Saved entries:
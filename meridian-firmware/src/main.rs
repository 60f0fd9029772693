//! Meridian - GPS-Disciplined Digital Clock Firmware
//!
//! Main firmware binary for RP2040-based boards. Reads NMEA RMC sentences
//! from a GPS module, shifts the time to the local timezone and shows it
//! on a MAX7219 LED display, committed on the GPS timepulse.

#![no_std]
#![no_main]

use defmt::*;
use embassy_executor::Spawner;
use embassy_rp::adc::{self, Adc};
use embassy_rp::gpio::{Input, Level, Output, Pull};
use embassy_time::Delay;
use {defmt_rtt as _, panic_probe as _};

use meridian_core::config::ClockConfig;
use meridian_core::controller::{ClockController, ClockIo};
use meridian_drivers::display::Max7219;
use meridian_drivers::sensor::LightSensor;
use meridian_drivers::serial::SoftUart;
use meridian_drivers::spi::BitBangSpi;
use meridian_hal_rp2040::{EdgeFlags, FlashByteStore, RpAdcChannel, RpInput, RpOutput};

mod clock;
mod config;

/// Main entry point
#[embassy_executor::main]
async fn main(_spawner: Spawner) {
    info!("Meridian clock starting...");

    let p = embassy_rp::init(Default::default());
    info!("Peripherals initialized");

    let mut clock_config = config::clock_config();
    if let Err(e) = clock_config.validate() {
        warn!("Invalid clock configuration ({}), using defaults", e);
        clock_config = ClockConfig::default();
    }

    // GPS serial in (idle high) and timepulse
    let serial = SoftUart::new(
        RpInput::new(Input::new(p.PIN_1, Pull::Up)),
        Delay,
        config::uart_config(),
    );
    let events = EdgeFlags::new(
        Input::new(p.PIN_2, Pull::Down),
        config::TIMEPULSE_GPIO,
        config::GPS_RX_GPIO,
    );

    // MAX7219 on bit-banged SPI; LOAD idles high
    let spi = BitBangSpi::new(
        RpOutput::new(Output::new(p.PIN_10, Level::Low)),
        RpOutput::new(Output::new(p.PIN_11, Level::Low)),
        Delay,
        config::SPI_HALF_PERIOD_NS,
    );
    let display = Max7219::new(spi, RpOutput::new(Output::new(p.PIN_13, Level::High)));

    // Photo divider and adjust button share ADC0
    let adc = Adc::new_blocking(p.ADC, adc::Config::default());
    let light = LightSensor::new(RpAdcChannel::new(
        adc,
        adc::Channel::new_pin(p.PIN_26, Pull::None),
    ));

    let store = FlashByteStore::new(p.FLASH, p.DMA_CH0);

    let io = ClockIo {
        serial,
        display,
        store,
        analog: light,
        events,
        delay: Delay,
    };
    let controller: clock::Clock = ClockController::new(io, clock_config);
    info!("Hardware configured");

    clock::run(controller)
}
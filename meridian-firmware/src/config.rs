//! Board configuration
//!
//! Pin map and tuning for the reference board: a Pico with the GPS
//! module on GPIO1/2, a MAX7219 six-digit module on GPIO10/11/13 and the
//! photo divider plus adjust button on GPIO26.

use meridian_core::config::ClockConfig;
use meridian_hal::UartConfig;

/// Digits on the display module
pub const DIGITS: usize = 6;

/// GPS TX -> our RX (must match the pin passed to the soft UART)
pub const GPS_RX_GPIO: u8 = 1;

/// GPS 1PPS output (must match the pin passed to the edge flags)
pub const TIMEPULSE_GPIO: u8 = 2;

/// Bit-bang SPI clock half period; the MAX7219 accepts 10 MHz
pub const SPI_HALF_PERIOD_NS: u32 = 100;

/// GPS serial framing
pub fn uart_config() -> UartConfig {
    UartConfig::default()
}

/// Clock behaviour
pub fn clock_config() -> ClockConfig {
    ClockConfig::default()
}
...
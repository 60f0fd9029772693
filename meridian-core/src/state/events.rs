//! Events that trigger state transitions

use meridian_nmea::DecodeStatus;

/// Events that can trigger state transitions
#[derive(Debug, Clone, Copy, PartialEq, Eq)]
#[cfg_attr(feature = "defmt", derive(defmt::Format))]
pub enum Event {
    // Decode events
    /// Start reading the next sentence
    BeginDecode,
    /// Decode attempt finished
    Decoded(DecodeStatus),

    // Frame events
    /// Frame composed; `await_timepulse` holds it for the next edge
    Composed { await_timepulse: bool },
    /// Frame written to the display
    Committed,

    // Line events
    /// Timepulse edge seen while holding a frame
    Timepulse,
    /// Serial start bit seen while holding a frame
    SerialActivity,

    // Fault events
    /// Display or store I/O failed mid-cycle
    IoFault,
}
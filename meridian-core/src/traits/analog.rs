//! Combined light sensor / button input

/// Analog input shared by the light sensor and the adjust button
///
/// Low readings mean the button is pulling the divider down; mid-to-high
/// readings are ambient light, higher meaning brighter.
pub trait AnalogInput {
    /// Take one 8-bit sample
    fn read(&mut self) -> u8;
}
==
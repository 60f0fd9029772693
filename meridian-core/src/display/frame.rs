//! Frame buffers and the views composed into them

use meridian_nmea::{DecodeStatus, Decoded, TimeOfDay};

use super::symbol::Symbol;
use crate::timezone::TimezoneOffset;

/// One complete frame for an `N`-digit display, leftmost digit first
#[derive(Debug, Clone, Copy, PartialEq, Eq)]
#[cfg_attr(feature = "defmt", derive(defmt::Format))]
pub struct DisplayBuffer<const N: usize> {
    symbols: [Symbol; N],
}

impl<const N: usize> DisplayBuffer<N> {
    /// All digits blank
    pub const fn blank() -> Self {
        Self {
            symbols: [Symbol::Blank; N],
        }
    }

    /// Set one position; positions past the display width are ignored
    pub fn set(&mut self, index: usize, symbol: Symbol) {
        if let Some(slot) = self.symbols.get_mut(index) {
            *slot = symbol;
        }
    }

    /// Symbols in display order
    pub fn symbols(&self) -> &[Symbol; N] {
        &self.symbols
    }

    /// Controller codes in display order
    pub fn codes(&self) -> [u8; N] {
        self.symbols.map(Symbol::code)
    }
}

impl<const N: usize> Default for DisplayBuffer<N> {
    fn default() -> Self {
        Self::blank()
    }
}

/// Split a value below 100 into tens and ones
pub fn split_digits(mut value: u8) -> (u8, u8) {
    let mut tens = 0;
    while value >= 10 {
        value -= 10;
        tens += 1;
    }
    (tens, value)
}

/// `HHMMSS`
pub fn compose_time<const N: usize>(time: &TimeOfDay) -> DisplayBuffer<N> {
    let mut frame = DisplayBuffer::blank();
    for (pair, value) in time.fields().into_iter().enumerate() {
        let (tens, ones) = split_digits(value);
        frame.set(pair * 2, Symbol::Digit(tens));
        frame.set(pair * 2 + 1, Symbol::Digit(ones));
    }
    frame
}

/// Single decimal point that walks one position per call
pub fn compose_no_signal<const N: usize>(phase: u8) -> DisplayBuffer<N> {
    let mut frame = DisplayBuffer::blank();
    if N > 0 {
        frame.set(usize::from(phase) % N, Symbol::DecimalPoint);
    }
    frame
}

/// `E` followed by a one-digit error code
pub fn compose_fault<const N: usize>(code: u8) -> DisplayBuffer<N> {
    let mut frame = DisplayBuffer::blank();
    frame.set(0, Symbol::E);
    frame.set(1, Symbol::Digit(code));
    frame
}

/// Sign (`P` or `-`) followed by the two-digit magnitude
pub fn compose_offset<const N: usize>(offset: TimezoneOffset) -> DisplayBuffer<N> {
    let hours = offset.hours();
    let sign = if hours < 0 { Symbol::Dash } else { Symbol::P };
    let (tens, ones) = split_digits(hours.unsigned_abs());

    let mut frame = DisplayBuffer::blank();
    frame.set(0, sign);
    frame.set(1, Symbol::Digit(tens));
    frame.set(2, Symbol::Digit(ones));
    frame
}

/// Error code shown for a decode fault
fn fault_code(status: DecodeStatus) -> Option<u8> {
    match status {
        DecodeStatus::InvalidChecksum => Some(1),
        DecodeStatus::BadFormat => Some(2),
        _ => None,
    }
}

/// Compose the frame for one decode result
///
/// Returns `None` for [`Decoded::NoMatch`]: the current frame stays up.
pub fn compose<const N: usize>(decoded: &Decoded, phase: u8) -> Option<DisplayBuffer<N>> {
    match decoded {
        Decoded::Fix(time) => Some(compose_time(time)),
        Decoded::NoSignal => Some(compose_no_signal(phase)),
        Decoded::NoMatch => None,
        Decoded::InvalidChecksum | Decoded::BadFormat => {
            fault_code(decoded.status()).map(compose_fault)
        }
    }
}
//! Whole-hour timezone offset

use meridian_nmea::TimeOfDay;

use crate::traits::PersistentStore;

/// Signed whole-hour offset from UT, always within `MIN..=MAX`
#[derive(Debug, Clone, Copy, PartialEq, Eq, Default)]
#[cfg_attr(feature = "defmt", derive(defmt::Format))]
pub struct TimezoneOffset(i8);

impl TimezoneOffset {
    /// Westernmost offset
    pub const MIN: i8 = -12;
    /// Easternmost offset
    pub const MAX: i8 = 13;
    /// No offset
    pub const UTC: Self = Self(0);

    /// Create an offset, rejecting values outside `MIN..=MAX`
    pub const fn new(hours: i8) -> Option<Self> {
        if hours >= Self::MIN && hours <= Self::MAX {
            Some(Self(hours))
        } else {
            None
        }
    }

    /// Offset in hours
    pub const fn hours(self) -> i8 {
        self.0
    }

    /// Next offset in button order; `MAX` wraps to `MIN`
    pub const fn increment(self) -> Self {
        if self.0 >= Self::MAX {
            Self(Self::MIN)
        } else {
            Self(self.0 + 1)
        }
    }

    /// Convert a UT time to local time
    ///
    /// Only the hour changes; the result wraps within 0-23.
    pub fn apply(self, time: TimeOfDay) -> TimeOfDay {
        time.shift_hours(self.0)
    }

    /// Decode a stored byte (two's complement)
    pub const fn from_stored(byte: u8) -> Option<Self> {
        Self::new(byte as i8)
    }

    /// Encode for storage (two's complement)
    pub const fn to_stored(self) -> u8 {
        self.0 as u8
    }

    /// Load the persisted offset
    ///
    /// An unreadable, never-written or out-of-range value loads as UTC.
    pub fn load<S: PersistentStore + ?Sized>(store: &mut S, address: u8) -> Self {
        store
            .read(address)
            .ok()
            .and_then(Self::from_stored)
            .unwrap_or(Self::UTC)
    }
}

* Task to complete *
Copy out every line in the records where the word "crate" is found.

* Response to this task *
use crate::timezone::TimezoneOffset;
use crate::traits::PersistentStore;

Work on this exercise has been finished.